- **Available data**:
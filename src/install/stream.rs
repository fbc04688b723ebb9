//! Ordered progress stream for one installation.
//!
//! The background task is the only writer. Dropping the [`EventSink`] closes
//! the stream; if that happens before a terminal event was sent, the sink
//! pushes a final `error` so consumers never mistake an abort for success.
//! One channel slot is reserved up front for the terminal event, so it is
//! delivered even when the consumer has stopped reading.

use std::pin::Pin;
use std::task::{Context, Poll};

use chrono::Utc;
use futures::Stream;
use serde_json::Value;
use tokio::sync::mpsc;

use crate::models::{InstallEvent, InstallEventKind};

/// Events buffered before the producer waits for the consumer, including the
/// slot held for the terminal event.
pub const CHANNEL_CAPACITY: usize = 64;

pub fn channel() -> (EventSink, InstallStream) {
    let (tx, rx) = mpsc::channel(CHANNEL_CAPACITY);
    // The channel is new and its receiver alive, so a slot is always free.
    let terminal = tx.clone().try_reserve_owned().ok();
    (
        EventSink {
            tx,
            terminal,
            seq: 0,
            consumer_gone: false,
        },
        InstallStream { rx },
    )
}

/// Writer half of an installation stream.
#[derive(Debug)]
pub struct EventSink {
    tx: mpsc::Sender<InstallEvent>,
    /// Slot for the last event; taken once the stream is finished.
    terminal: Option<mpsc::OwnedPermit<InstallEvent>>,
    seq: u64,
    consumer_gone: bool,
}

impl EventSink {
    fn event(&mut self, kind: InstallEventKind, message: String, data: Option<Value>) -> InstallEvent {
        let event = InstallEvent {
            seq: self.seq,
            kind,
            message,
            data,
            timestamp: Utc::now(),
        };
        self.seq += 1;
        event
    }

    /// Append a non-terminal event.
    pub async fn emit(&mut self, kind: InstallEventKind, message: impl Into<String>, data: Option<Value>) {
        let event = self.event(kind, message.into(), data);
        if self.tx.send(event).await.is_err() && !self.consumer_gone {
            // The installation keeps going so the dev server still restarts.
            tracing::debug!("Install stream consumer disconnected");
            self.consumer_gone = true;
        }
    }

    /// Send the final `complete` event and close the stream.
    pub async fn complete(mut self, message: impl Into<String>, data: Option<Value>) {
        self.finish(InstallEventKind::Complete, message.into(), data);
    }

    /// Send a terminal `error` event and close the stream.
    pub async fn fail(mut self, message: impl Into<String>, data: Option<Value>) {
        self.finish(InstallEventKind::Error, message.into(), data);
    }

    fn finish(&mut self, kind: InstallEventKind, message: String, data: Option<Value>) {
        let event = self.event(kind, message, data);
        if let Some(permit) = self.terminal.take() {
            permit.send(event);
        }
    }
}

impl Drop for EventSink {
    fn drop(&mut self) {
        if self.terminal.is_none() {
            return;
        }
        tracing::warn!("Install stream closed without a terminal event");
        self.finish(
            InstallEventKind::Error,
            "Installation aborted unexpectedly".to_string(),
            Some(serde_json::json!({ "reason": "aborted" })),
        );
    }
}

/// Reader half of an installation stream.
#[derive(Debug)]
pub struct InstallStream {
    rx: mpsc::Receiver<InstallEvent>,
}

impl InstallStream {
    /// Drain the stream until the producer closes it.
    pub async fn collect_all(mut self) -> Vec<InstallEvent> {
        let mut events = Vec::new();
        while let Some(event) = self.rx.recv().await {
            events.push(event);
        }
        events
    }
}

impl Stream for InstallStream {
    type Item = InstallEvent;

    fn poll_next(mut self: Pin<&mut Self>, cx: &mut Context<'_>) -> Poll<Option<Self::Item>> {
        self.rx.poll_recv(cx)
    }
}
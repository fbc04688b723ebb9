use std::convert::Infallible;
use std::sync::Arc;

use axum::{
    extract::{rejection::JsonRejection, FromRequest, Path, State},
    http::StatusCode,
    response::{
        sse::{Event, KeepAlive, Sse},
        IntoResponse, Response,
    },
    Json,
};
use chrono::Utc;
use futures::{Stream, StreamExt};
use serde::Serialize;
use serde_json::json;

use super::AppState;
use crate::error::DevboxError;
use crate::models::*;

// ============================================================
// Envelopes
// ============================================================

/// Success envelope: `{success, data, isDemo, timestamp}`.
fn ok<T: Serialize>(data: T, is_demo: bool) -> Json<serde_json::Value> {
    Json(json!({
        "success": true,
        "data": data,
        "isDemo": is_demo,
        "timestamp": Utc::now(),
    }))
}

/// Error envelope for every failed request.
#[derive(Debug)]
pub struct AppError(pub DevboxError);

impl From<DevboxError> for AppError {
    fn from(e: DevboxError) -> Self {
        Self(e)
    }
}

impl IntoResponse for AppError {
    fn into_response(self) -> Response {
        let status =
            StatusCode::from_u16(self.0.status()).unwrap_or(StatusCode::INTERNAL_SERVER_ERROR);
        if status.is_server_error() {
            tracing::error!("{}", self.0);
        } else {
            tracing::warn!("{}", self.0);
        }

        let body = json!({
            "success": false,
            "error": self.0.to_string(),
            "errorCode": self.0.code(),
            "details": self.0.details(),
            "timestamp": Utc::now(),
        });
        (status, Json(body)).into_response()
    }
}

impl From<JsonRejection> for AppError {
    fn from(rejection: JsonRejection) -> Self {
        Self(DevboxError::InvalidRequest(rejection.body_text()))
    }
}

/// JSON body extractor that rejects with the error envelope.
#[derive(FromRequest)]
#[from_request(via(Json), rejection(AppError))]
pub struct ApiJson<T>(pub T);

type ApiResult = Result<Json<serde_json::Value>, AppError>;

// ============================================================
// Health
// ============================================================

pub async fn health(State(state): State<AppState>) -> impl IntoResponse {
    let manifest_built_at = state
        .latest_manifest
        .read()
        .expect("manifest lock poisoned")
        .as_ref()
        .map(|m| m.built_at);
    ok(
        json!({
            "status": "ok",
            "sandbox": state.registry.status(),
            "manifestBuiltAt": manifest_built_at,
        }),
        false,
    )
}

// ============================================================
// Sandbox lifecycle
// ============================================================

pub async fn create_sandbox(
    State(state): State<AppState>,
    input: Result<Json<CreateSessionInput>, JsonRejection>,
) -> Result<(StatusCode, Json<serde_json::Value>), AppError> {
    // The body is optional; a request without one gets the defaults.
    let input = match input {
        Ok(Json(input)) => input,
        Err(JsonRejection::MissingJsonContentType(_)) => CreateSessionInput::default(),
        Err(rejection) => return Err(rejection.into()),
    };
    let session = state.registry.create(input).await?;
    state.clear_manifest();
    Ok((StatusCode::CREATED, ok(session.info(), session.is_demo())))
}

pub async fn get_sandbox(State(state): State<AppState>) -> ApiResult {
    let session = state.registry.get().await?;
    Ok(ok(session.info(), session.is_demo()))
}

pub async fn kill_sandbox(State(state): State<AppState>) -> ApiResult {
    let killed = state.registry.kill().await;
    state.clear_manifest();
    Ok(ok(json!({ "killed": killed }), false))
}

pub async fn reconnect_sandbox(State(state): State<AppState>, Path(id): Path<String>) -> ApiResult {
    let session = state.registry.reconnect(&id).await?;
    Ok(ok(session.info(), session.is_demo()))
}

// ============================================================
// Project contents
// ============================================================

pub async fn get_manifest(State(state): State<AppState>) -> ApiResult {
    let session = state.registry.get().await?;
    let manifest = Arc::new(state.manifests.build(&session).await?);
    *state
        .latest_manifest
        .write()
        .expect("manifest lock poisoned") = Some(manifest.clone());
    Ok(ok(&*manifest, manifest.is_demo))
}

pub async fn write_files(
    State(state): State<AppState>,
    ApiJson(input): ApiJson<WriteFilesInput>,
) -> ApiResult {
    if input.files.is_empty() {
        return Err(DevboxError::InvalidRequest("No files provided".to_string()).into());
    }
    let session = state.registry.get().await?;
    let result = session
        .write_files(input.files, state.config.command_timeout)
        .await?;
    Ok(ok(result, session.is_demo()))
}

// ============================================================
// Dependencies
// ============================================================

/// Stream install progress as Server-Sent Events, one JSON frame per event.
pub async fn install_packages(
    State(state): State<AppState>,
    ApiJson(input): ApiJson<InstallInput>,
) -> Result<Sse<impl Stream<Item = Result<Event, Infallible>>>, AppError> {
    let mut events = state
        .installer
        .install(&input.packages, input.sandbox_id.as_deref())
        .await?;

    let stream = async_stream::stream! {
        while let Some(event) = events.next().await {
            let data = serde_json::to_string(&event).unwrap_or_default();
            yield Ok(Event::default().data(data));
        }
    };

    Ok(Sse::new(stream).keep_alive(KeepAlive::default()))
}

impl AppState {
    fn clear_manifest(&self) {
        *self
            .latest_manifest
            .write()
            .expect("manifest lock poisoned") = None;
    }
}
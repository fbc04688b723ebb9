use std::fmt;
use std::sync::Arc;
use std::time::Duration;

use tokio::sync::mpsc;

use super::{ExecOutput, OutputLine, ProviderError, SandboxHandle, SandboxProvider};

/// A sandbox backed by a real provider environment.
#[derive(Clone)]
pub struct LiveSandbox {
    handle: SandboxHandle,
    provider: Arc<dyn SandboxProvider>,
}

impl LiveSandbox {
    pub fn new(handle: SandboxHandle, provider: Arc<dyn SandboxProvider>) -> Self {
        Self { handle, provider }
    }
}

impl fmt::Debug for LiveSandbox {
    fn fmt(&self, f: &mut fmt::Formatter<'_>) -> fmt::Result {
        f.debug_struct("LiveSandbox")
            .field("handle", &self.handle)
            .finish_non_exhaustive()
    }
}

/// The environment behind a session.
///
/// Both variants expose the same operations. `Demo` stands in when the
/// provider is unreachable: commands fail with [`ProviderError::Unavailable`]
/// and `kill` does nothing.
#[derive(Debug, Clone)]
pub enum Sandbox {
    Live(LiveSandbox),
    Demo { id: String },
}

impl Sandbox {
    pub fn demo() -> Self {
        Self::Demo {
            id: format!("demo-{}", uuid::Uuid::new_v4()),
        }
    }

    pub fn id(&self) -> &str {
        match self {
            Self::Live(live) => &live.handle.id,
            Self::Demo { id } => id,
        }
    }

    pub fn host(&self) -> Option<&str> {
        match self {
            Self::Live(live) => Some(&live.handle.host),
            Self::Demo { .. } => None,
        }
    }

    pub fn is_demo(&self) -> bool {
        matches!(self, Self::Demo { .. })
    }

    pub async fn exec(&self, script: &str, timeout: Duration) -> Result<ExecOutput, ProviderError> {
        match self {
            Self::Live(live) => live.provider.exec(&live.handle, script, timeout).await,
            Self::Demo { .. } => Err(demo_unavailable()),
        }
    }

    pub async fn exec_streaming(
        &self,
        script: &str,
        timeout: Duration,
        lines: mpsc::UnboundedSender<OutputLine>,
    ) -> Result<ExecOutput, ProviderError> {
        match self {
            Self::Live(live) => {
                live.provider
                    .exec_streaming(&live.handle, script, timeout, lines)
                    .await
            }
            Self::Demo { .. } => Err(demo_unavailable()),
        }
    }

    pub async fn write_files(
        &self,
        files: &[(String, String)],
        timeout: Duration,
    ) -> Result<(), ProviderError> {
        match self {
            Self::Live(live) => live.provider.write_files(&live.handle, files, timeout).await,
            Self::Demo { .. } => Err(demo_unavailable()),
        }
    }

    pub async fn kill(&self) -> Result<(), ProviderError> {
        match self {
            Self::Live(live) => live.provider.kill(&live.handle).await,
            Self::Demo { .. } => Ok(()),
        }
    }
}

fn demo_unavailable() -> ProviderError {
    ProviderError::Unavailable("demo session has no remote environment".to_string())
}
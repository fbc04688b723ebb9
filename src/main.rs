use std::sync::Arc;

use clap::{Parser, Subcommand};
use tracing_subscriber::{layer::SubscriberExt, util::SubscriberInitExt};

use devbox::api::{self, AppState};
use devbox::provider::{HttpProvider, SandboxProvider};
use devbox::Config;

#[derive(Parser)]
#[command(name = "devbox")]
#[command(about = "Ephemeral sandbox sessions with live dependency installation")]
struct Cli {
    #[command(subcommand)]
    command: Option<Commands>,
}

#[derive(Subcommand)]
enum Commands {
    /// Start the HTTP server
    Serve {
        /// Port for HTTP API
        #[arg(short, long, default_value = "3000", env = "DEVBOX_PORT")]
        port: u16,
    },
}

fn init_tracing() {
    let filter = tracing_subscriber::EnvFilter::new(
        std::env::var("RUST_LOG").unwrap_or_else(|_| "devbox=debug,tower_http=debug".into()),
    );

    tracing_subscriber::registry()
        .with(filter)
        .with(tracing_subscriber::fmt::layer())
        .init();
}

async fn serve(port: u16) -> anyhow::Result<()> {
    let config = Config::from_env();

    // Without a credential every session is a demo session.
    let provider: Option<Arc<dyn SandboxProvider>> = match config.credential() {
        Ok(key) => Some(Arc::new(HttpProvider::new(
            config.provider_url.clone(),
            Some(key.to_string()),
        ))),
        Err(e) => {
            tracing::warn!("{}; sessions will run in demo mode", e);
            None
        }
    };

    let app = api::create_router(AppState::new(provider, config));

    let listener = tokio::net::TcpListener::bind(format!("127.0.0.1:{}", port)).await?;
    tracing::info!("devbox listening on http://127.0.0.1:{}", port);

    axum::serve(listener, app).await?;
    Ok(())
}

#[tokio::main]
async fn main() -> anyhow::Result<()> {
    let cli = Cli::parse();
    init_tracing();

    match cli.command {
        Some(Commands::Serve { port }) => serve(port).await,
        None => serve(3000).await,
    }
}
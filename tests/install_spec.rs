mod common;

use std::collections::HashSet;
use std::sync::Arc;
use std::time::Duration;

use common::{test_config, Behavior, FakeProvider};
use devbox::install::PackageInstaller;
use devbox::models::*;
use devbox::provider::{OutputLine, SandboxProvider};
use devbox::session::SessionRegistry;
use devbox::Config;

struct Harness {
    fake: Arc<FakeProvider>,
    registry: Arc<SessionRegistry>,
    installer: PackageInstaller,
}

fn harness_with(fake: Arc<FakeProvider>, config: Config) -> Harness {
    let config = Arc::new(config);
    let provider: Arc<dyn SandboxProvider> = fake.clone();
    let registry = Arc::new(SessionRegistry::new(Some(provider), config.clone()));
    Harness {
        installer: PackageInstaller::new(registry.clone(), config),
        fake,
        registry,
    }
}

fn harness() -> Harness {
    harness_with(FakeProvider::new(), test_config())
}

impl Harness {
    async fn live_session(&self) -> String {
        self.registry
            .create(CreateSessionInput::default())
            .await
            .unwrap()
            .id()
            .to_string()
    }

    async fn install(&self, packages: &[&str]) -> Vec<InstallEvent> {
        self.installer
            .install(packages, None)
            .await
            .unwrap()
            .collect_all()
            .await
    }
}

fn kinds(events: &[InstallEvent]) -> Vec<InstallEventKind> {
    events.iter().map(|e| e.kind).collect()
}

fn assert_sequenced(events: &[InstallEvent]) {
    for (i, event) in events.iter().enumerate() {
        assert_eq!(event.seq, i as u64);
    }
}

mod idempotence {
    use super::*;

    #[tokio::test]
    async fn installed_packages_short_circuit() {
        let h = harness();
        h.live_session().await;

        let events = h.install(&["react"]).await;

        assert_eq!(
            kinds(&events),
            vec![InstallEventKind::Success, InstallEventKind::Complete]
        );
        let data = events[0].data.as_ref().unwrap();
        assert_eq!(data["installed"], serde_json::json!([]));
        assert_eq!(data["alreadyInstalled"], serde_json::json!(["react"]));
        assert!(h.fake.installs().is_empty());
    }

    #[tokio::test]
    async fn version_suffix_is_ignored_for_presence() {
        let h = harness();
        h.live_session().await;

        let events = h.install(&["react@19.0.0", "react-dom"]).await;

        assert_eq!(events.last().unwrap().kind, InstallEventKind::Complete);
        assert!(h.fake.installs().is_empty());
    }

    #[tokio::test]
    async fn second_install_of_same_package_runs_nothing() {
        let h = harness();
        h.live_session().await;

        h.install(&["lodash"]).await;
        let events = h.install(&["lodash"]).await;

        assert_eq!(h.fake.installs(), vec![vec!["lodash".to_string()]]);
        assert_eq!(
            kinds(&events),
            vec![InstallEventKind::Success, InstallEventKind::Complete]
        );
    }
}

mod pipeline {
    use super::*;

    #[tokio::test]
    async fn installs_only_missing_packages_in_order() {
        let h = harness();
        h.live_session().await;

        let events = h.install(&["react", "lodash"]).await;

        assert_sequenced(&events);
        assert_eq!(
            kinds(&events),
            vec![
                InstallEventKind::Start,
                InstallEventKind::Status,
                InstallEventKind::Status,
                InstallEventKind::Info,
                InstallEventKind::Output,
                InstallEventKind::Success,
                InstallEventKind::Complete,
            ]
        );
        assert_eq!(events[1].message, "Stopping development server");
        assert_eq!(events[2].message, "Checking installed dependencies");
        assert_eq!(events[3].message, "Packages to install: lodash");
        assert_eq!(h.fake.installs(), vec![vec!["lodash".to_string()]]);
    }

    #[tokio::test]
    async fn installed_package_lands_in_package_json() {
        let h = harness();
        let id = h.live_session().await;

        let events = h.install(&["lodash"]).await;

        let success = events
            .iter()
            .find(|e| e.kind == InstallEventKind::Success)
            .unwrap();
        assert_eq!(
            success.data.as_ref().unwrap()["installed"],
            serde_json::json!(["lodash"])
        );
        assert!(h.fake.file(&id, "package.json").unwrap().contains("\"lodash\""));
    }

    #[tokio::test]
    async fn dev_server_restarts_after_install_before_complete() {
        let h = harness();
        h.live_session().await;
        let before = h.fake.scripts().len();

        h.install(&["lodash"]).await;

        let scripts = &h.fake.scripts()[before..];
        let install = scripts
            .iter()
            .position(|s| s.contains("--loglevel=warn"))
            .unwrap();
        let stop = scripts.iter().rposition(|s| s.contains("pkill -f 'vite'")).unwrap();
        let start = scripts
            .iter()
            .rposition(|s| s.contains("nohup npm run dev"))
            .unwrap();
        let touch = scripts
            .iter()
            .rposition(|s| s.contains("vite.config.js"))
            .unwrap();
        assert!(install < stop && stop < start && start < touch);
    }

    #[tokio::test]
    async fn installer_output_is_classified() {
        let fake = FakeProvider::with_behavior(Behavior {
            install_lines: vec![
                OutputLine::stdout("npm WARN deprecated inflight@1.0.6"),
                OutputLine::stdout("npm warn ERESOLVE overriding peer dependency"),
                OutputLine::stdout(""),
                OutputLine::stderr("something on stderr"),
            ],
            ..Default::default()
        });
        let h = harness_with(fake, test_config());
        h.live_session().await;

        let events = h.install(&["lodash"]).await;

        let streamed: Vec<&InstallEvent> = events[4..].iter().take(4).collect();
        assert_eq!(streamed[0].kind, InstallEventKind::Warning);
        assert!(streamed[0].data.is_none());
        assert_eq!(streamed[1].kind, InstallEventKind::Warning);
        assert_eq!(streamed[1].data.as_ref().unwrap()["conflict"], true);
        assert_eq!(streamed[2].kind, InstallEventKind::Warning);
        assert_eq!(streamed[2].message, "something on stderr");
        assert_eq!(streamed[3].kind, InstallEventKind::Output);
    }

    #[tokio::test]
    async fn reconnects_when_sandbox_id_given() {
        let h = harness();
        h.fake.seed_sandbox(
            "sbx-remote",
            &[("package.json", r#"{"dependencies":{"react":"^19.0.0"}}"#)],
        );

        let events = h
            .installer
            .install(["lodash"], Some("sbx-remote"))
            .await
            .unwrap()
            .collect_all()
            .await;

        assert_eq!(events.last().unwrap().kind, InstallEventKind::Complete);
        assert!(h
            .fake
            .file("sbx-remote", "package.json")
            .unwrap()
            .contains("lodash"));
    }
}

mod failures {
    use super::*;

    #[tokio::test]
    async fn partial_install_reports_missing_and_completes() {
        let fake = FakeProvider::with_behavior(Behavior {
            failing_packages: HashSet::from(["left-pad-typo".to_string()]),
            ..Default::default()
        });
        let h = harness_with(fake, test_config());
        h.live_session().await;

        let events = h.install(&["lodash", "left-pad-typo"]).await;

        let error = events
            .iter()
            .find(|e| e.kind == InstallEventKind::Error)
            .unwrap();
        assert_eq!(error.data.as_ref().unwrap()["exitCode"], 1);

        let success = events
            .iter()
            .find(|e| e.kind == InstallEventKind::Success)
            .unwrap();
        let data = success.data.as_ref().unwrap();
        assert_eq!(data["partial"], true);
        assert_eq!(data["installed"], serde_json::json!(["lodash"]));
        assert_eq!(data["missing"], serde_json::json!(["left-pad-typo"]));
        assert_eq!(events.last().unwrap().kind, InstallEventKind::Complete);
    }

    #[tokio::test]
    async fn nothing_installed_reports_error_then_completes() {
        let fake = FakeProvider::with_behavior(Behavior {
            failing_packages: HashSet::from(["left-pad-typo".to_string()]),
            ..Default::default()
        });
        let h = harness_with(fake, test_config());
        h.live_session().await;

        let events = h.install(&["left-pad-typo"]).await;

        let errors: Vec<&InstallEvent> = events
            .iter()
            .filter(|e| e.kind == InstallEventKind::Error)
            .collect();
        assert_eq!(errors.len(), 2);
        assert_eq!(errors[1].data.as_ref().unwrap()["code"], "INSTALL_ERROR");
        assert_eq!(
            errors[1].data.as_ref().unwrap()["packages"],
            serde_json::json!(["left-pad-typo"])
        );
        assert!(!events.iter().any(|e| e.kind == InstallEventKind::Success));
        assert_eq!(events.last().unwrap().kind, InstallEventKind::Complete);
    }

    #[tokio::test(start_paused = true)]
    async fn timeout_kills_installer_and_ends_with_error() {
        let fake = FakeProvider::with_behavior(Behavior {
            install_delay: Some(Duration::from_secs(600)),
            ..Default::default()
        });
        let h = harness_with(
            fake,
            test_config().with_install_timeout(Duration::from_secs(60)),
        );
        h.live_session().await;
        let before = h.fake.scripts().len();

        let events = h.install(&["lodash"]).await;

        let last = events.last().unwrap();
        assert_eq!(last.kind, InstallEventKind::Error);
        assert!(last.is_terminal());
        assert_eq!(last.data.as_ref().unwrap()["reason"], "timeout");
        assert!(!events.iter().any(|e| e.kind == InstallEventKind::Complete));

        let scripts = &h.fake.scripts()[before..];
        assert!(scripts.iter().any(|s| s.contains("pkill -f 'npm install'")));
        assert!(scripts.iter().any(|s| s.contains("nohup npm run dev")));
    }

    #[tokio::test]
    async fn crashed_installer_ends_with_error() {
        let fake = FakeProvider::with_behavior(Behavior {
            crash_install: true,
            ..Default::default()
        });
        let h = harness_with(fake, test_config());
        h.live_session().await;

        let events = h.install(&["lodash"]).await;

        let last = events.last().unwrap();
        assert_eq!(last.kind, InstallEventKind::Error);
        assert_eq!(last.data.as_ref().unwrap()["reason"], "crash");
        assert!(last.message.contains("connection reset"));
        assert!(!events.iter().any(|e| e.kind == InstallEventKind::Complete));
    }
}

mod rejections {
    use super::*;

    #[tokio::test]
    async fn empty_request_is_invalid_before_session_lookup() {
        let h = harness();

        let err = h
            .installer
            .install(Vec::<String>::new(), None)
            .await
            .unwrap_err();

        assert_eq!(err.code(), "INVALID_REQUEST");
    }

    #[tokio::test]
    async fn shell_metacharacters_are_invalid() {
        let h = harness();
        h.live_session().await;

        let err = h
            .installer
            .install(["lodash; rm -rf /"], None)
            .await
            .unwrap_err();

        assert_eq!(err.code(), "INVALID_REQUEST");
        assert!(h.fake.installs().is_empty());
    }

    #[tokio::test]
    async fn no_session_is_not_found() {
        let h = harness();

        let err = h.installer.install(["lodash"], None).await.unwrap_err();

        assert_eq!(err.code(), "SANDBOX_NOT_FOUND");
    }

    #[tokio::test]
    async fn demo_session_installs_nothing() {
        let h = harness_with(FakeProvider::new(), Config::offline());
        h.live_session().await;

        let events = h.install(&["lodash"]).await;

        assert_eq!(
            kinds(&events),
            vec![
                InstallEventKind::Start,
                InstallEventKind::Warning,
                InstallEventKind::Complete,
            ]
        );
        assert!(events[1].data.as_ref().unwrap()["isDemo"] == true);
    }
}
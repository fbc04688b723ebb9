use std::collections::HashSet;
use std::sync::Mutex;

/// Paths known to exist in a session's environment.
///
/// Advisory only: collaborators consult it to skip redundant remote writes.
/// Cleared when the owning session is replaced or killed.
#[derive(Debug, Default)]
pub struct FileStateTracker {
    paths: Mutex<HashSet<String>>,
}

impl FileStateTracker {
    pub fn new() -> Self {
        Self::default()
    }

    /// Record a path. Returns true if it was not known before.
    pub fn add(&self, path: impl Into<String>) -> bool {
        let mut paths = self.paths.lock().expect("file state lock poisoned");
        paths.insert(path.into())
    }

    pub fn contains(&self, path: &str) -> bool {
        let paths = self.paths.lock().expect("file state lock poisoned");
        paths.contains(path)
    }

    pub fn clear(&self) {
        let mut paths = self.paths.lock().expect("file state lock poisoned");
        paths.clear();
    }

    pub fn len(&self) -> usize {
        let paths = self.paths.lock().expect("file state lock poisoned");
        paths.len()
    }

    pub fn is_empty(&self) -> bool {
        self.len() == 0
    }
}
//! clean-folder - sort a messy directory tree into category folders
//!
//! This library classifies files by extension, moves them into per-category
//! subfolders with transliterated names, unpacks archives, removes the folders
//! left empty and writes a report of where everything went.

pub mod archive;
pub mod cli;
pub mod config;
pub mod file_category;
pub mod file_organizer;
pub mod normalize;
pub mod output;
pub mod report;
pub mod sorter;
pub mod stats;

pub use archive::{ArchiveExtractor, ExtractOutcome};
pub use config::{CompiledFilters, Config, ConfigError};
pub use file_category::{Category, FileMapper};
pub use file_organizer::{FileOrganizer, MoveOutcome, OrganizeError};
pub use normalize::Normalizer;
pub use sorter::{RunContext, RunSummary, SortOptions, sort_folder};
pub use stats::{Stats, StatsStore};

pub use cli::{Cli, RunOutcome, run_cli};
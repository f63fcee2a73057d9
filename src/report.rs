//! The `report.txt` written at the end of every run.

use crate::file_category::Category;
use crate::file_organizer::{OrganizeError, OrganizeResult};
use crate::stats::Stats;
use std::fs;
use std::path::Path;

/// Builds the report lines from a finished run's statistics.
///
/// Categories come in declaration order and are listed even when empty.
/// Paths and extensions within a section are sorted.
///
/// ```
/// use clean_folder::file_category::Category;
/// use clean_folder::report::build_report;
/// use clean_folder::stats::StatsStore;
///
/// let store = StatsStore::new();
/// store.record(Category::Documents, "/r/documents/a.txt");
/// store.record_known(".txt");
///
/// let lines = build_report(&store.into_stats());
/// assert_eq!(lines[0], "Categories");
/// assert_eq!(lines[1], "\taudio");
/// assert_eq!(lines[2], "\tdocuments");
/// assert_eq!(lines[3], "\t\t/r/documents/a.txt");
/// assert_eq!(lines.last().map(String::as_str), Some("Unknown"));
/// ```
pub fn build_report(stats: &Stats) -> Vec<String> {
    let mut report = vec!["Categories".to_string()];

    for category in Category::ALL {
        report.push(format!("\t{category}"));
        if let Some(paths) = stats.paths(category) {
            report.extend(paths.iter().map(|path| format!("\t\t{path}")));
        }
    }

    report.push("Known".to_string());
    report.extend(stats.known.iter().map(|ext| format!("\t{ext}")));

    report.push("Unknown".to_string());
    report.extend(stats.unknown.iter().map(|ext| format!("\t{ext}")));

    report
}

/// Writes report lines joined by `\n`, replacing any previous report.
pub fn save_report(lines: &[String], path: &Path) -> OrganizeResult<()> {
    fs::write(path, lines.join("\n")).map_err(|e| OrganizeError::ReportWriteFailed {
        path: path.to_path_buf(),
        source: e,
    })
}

- **Task objective**: The line containing "abort for success." marks the end: copy exactly every line from the top of the data above down to it, that line included.

- **Solution below**:
filename src/install/stream.rs
repository fbc04688b723ebb9
//! Ordered progress stream for one installation.
//!
//! The background task is the only writer. Dropping the [`EventSink`] closes
//! the stream; if that happens before a terminal event was sent, the sink
//! pushes a final `error` so consumers never mistake an abort for success.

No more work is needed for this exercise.